**About this exercise**.
As soon as the line containing "infrastructure adapters implement." appears in the material below, start returning lines exactly, and end with the line containing "pub mod validation;".

**Data extract**.

----------------------------------------

//! JSON serialization helpers for deterministic output.

use serde::Serialize;
use serde::de::DeserializeOwned;
use serde_json::ser::{PrettyFormatter, Serializer};

/// Error type for serialization operations.
#[derive(Debug, thiserror::Error)]
pub enum SerializationError {
    /// JSON serialization failed.
    #[error("JSON serialization failed: {0}")]
    Serialize(#[from] serde_json::Error),

    /// JSON deserialization failed.
    #[error("JSON deserialization failed: {0}")]
    Deserialize(serde_json::Error),

    /// UTF-8 encoding error.
    #[error("UTF-8 encoding error: {0}")]
    Utf8(#[from] std::string::FromUtf8Error),
}

/// Serializes a value to deterministic JSON.
///
/// Output format:
/// - 2-space indentation
/// - Trailing newline
/// - Field order follows the type definition
///
/// # Errors
///
/// Returns an error if serialization fails.
pub fn to_json_stable<T: Serialize>(value: &T) -> Result<String, SerializationError> {
    let mut buffer = Vec::new();
    let formatter = PrettyFormatter::with_indent(b"  ");
    let mut serializer = Serializer::with_formatter(&mut buffer, formatter);
    value.serialize(&mut serializer)?;

    let mut json = String::from_utf8(buffer)?;
    json.push('\n');
    Ok(json)
}

/// Deserializes JSON from a string.
///
/// # Errors
///
/// Returns an error if the JSON is invalid or doesn't match the expected type.
pub fn from_json<T: DeserializeOwned>(json: &str) -> Result<T, SerializationError> {
    serde_json::from_str(json).map_err(SerializationError::Deserialize)
}

#[cfg(test)]
#[allow(clippy::unwrap_used)]
mod tests {
    use super::*;
    use har2loli_domain::{GeneratorConfig, ValidationResult};
    use pretty_assertions::assert_eq;

    #[test]
    fn test_validation_report_layout() {
        let report = ValidationResult::from_errors(vec!["Line 2: Unmatched quotes".to_string()]);
        let json = to_json_stable(&report).unwrap();

        assert_eq!(
            json,
            "{\n  \"is_valid\": false,\n  \"errors\": [\n    \"Line 2: Unmatched quotes\"\n  ]\n}\n"
        );
    }

    #[test]
    fn test_output_is_stable() {
        let config = GeneratorConfig::selecting([2, 0]);
        assert_eq!(to_json_stable(&config).unwrap(), to_json_stable(&config).unwrap());
    }

    #[test]
    fn test_roundtrip_config() {
        let original = GeneratorConfig::selecting([1, 3]);
        let json = to_json_stable(&original).unwrap();
        let restored: GeneratorConfig = from_json(&json).unwrap();
        assert_eq!(original, restored);
    }

    #[test]
    fn test_from_json_invalid() {
        let result: Result<GeneratorConfig, _> = from_json(r#"{"selected_indices": }"#);
        assert!(matches!(result, Err(SerializationError::Deserialize(_))));
    }
}
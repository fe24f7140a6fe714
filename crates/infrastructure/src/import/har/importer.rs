//! HAR importer implementation.

use std::path::Path;

use har2loli_application::ports::{FileSystem, FileSystemError};
use har2loli_domain::{Exchange, Request, RequestBody, Response};
use serde_json::Value;
use thiserror::Error;

use super::types::{HarEntry, HarPostData};
use crate::import::warning::ImportWarning;

/// Errors that abort a HAR import.
#[derive(Debug, Error)]
pub enum ImportError {
    /// The file could not be read.
    #[error("could not read capture: {0}")]
    FileSystem(#[from] FileSystemError),
    /// JSON parsing failed
    #[error("Invalid JSON: {0}")]
    InvalidJson(String),
    /// The document is not a HAR capture
    #[error("Invalid HAR format: {0}")]
    InvalidFormat(String),
}

/// Exchanges read from a capture, plus anything noteworthy about the entries.
#[derive(Debug, Clone, Default, PartialEq, Eq)]
pub struct HarImport {
    /// Exchanges in capture order.
    pub exchanges: Vec<Exchange>,
    /// Per-entry issues, in entry order.
    pub warnings: Vec<ImportWarning>,
}

impl HarImport {
    /// Entry positions that produced no exchange.
    #[must_use]
    pub fn skipped_entries(&self) -> Vec<usize> {
        self.warnings
            .iter()
            .filter(|w| w.is_skipped())
            .map(|w| w.entry)
            .collect()
    }
}

/// HAR capture importer.
pub struct HarImporter;

impl HarImporter {
    /// Reads and imports a HAR file.
    ///
    /// # Errors
    /// Returns an error if the file cannot be read or is not a HAR capture.
    pub async fn import_file<F: FileSystem>(fs: &F, path: &Path) -> Result<HarImport, ImportError> {
        let content = fs.read_file_string(path).await?;
        Self::import_str(&content)
    }

    /// Imports a HAR document.
    ///
    /// Accepts a full `{"log": {"entries": [...]}}` document or a bare array
    /// of entries. Malformed entries are skipped with a warning rather than
    /// failing the import.
    ///
    /// # Errors
    /// Returns an error if the content is not JSON or has no entry list.
    pub fn import_str(content: &str) -> Result<HarImport, ImportError> {
        let json: Value =
            serde_json::from_str(content).map_err(|e| ImportError::InvalidJson(e.to_string()))?;

        let mut import = HarImport::default();
        for (index, entry) in Self::entries(json)?.into_iter().enumerate() {
            if !entry.is_object() {
                import
                    .warnings
                    .push(ImportWarning::skipped(index, "entry is not an object, skipped"));
                continue;
            }
            match serde_json::from_value::<HarEntry>(entry) {
                Ok(entry) => import
                    .exchanges
                    .push(Self::map_entry(index, entry, &mut import.warnings)),
                Err(e) => import
                    .warnings
                    .push(ImportWarning::skipped(index, format!("malformed entry skipped: {e}"))),
            }
        }

        for warning in &import.warnings {
            tracing::warn!(%warning, "HAR import");
        }
        tracing::info!(
            exchanges = import.exchanges.len(),
            warnings = import.warnings.len(),
            "imported HAR capture"
        );
        Ok(import)
    }

    fn entries(json: Value) -> Result<Vec<Value>, ImportError> {
        match json {
            Value::Array(entries) => Ok(entries),
            Value::Object(mut root) => {
                let Some(Value::Object(mut log)) = root.remove("log") else {
                    return Err(ImportError::InvalidFormat("missing \"log\" object".to_string()));
                };
                match log.remove("entries") {
                    Some(Value::Array(entries)) => Ok(entries),
                    _ => Err(ImportError::InvalidFormat(
                        "\"log.entries\" is missing or not an array".to_string(),
                    )),
                }
            }
            _ => Err(ImportError::InvalidFormat(
                "expected a HAR document or an array of entries".to_string(),
            )),
        }
    }

    fn map_entry(index: usize, entry: HarEntry, warnings: &mut Vec<ImportWarning>) -> Exchange {
        let har = entry.request;

        if let Err(e) = url::Url::parse(&har.url) {
            warnings.push(ImportWarning::suspect(
                index,
                format!("url {:?} does not parse ({e})", har.url),
            ));
        }

        let mut request = Request::new(har.method.unwrap_or_else(|| "GET".to_string()), har.url);
        for header in har.headers {
            request.headers.insert(header.name.to_lowercase(), header.value);
        }
        for cookie in har.cookies {
            request.cookies.insert(cookie.name, cookie.value);
        }
        request.body = har
            .post_data
            .filter(|data| !data.is_blank())
            .map(|data| Self::map_body(index, data, warnings));

        let status = u16::try_from(entry.response.status).unwrap_or_else(|_| {
            warnings.push(ImportWarning::normalized(
                index,
                format!("status {} recorded as 0", entry.response.status),
            ));
            0
        });

        Exchange::new(request, Response::new(status))
    }

    fn map_body(index: usize, data: HarPostData, warnings: &mut Vec<ImportWarning>) -> RequestBody {
        let text = match data.text {
            Some(text) => text,
            None if !data.params.is_empty() => {
                let pairs: Vec<(&str, &str)> = data
                    .params
                    .iter()
                    .map(|p| (p.name.as_str(), p.value.as_str()))
                    .collect();
                serde_urlencoded::to_string(pairs).unwrap_or_else(|e| {
                    warnings.push(ImportWarning::normalized(
                        index,
                        format!("could not encode form params: {e}"),
                    ));
                    String::new()
                })
            }
            None => String::new(),
        };

        if is_json_mime(&data.mime_type) {
            RequestBody::json(text)
        } else {
            RequestBody::form(text)
        }
    }
}

/// True for `application/json`, `application/*+json` and friends.
fn is_json_mime(mime_type: &str) -> bool {
    mime_type.parse::<mime::Mime>().map_or_else(
        |_| mime_type.to_ascii_lowercase().contains("json"),
        |m| m.subtype() == mime::JSON || m.suffix() == Some(mime::JSON),
    )
}
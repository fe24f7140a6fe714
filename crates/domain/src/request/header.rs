//! Captured HTTP header map

use indexmap::IndexMap;
use serde::{Deserialize, Serialize};

/// Captured request headers.
///
/// Keys keep their captured spelling and insertion order, but lookups and
/// replacement compare names case-insensitively.
#[derive(Debug, Clone, Default, PartialEq, Eq, Serialize, Deserialize)]
#[serde(transparent)]
pub struct Headers {
    items: IndexMap<String, String>,
}

impl Headers {
    /// Creates an empty header map.
    #[must_use]
    pub fn new() -> Self {
        Self::default()
    }

    /// Inserts a header, replacing any existing entry with the same
    /// case-folded name in place.
    pub fn insert(&mut self, name: impl Into<String>, value: impl Into<String>) {
        let name = name.into();
        let value = value.into();
        match self.position(&name) {
            Some(index) => {
                self.items.shift_remove_index(index);
                self.items.shift_insert(index, name, value);
            }
            None => {
                self.items.insert(name, value);
            }
        }
    }

    /// Removes a header, ignoring name case. Returns the removed value.
    pub fn remove(&mut self, name: &str) -> Option<String> {
        self.position(name)
            .and_then(|index| self.items.shift_remove_index(index))
            .map(|(_, value)| value)
    }

    /// Returns the value of a header, ignoring name case.
    #[must_use]
    pub fn get(&self, name: &str) -> Option<&str> {
        self.position(name)
            .and_then(|index| self.items.get_index(index))
            .map(|(_, value)| value.as_str())
    }

    /// Iterates over `(name, value)` pairs in insertion order.
    pub fn iter(&self) -> impl Iterator<Item = (&str, &str)> {
        self.items.iter().map(|(k, v)| (k.as_str(), v.as_str()))
    }

    fn position(&self, name: &str) -> Option<usize> {
        self.items.keys().position(|k| k.eq_ignore_ascii_case(name))
    }
}

impl<K: Into<String>, V: Into<String>> FromIterator<(K, V)> for Headers {
    fn from_iter<T: IntoIterator<Item = (K, V)>>(iter: T) -> Self {
        let mut headers = Self::new();
        for (name, value) in iter {
            headers.insert(name, value);
        }
        headers
    }
}
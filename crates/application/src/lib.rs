//! Har2loli Application - Use cases and ports
//!
//! This crate holds the LoliCode engine and the use cases built on it.
//! It defines ports (traits) that infrastructure adapters implement.

pub mod error;
pub mod lolicode;
pub mod ports;
pub mod use_cases;

pub use error::{ApplicationError, ApplicationResult};
//! har2loli Domain - Core types
//!
//! This crate defines the data model for turning captured HTTP exchanges
//! into LoliCode scripts. All types here are plain values with no I/O.

pub mod config;
pub mod error;
pub mod exchange;
pub mod ordering;
pub mod overrides;
pub mod request;
pub mod validation;

pub use config::{GeneratorConfig, ScriptSettings, SettingsPreset};
pub use error::{ConfigurationError, GenerateError, GenerateResult, OrderingError};
pub use exchange::{Exchange, Response};
pub use ordering::{OrderingPlan, OrderingStrategy};
pub use overrides::{
    Assertion, AssertionAction, AssertionKind, CustomHeader, Extraction, ExtractionKind,
    OverrideMap,
};
pub use request::{BodyKind, Headers, Request, RequestBody};
pub use validation::ValidationResult;
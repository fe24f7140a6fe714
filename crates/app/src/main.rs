//! har2loli - LoliCode script generator
//!
//! Command-line entry point: imports HAR captures, generates scripts from a
//! project file and validates existing scripts.

use std::path::PathBuf;
use std::process::ExitCode;

use clap::{Parser, Subcommand, ValueEnum};
use har2loli_domain::SettingsPreset;
use tracing_subscriber::{EnvFilter, layer::SubscriberExt, util::SubscriberInitExt};

mod commands;

#[derive(Parser, Debug)]
#[command(name = "har2loli", version, about = "Generate LoliCode scripts from HAR captures")]
struct Cli {
    #[command(subcommand)]
    command: Commands,
}

#[derive(Subcommand, Debug)]
enum Commands {
    /// List the exchanges in a HAR capture with their indices
    List(ListArgs),
    /// Generate a LoliCode script from a HAR capture
    Generate(GenerateArgs),
    /// Validate an existing LoliCode script
    Validate(ValidateArgs),
}

#[derive(Parser, Debug)]
struct ListArgs {
    /// Path to the HAR capture
    #[arg(long, value_name = "PATH")]
    har: PathBuf,
}

#[derive(Parser, Debug)]
struct GenerateArgs {
    /// Path to the HAR capture
    #[arg(long, value_name = "PATH")]
    har: PathBuf,

    /// Project file (YAML or JSON) with selection, overrides and ordering.
    /// Without one, every exchange is emitted in capture order.
    #[arg(long, value_name = "PATH")]
    project: Option<PathBuf>,

    /// Settings preset, replacing the project's settings
    #[arg(long, value_enum)]
    preset: Option<PresetArg>,

    /// Derive the order from variables extracted and used between exchanges
    #[arg(long)]
    auto_order: bool,

    /// Output path for the script (stdout when omitted)
    #[arg(long, value_name = "PATH")]
    out: Option<PathBuf>,

    /// Replace the output file if it already exists
    #[arg(long, requires = "out")]
    force: bool,
}

#[derive(Parser, Debug)]
struct ValidateArgs {
    /// Path to the script to validate
    script: PathBuf,
}

#[derive(Debug, Clone, Copy, ValueEnum)]
enum PresetArg {
    /// Proxy on, 30s timeout, no retries
    Default,
    /// No proxy, 10s timeout, no retries
    Fast,
    /// Proxy on, 60s timeout, 3 retries
    Secure,
}

impl From<PresetArg> for SettingsPreset {
    fn from(value: PresetArg) -> Self {
        match value {
            PresetArg::Default => Self::Default,
            PresetArg::Fast => Self::Fast,
            PresetArg::Secure => Self::Secure,
        }
    }
}

#[tokio::main]
async fn main() -> anyhow::Result<ExitCode> {
    // Logs go to stderr so scripts can be piped from stdout
    tracing_subscriber::registry()
        .with(EnvFilter::try_from_default_env().unwrap_or_else(|_| EnvFilter::new("info")))
        .with(tracing_subscriber::fmt::layer().with_writer(std::io::stderr))
        .init();

    let cli = Cli::parse();
    match cli.command {
        Commands::List(args) => commands::list(&args.har).await,
        Commands::Generate(args) => commands::generate(args.into()).await,
        Commands::Validate(args) => commands::validate(&args.script).await,
    }
}

impl From<GenerateArgs> for commands::GenerateOptions {
    fn from(args: GenerateArgs) -> Self {
        Self {
            har: args.har,
            project: args.project,
            preset: args.preset.map(SettingsPreset::from),
            auto_order: args.auto_order,
            out: args.out,
            force: args.force,
        }
    }
}
//! Real file system implementation.

use std::path::Path;

use har2loli_application::ports::{FileSystem, FileSystemError};
use tokio::fs;

/// Real file system implementation using `tokio::fs`.
#[derive(Debug, Clone, Copy, Default)]
pub struct TokioFileSystem;

impl TokioFileSystem {
    /// Creates a new `TokioFileSystem`.
    #[must_use]
    pub const fn new() -> Self {
        Self
    }
}

impl FileSystem for TokioFileSystem {
    async fn read_file_string(&self, path: &Path) -> Result<String, FileSystemError> {
        fs::read_to_string(path).await.map_err(|e| match e.kind() {
            std::io::ErrorKind::NotFound => FileSystemError::NotFound(path.to_path_buf()),
            std::io::ErrorKind::PermissionDenied => {
                FileSystemError::PermissionDenied(path.to_path_buf())
            }
            _ => FileSystemError::Io(e),
        })
    }

    async fn write_file(&self, path: &Path, contents: &[u8]) -> Result<(), FileSystemError> {
        if let Some(parent) = path.parent() {
            fs::create_dir_all(parent).await?;
        }
        fs::write(path, contents).await.map_err(FileSystemError::Io)
    }

    async fn exists(&self, path: &Path) -> bool {
        fs::metadata(path).await.is_ok()
    }
}

#[cfg(test)]
#[allow(clippy::unwrap_used)]
mod tests {
    use super::*;
    use pretty_assertions::assert_eq;
    use tempfile::TempDir;

    #[tokio::test]
    async fn test_write_creates_parents() {
        let temp = TempDir::new().unwrap();
        let path = temp.path().join("scripts/nested/login.loli");
        let fs = TokioFileSystem::new();

        fs.write_file(&path, b"SET TIMEOUT 30").await.unwrap();

        assert!(fs.exists(&path).await);
        assert_eq!(fs.read_file_string(&path).await.unwrap(), "SET TIMEOUT 30");
    }

    #[tokio::test]
    async fn test_missing_file_is_not_found() {
        let temp = TempDir::new().unwrap();
        let path = temp.path().join("missing.har");

        let err = TokioFileSystem::new().read_file_string(&path).await.unwrap_err();
        assert!(matches!(err, FileSystemError::NotFound(p) if p == path));
    }
}
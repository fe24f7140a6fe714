//! Port definitions (interfaces)
//!
//! Ports define the boundaries between the application core and external systems.
//! Each port is a trait that can be implemented by adapters in the infrastructure layer.

mod file_system;

pub use file_system::{FileSystem, FileSystemError};
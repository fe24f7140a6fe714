//! `KEYCHECK` block builder.

use har2loli_domain::{Assertion, AssertionAction, AssertionKind, Response};

use super::INDENT;

/// Builds a `KEYCHECK` block for an assertion.
///
/// Returns an empty string for [`AssertionKind::Unknown`]; callers omit
/// empty blocks.
#[must_use]
pub fn build_keycheck_block(assertion: &Assertion) -> String {
    let key = match assertion.kind {
        AssertionKind::Status => {
            format!("KEY \"<RESPONSE.STATUS>\" Equal \"{}\"", assertion.value)
        }
        AssertionKind::Contains => {
            format!("KEY \"<RESPONSE.BODY>\" Contains \"{}\"", assertion.value)
        }
        AssertionKind::Regex => {
            format!("KEY \"<RESPONSE.BODY>\" RegexMatch \"{}\"", assertion.value)
        }
        AssertionKind::JsonPath => format!(
            "KEY \"<RESPONSE.BODY>\" JsonPath \"{}\" Equal \"{}\"",
            assertion.value,
            assertion.expected_result.as_deref().unwrap_or_default()
        ),
        AssertionKind::Unknown => return String::new(),
    };

    format!("{}\n{INDENT}{key}", keycheck_header(assertion.action))
}

/// Builds the fallback status check used when an exchange has no assertions.
///
/// 2xx statuses are checked as `SUCCESS`, everything else as `FAIL`.
#[must_use]
pub fn build_status_check(status: u16) -> String {
    let action = if Response::new(status).is_success() {
        AssertionAction::Success
    } else {
        AssertionAction::Fail
    };
    format!("KEYCHECK {action}\n{INDENT}KEY \"<RESPONSE.STATUS>\" Equal \"{status}\"")
}

fn keycheck_header(action: AssertionAction) -> String {
    match action {
        AssertionAction::Success => "KEYCHECK".to_string(),
        other => format!("KEYCHECK {other}"),
    }
}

----------------------------------------

**Answer for this exercise**.
//! It defines ports (traits) that infrastructure adapters implement.

pub mod error;
pub mod lolicode;
pub mod ports;
pub mod use_cases;

pub use error::{ApplicationError, ApplicationResult};
//! har2loli Domain - Core types
//!
//! This crate defines the data model for turning captured HTTP exchanges
//! into LoliCode scripts. All types here are plain values with no I/O.

pub mod config;
pub mod error;
pub mod exchange;
pub mod ordering;
pub mod overrides;
pub mod request;
pub mod validation;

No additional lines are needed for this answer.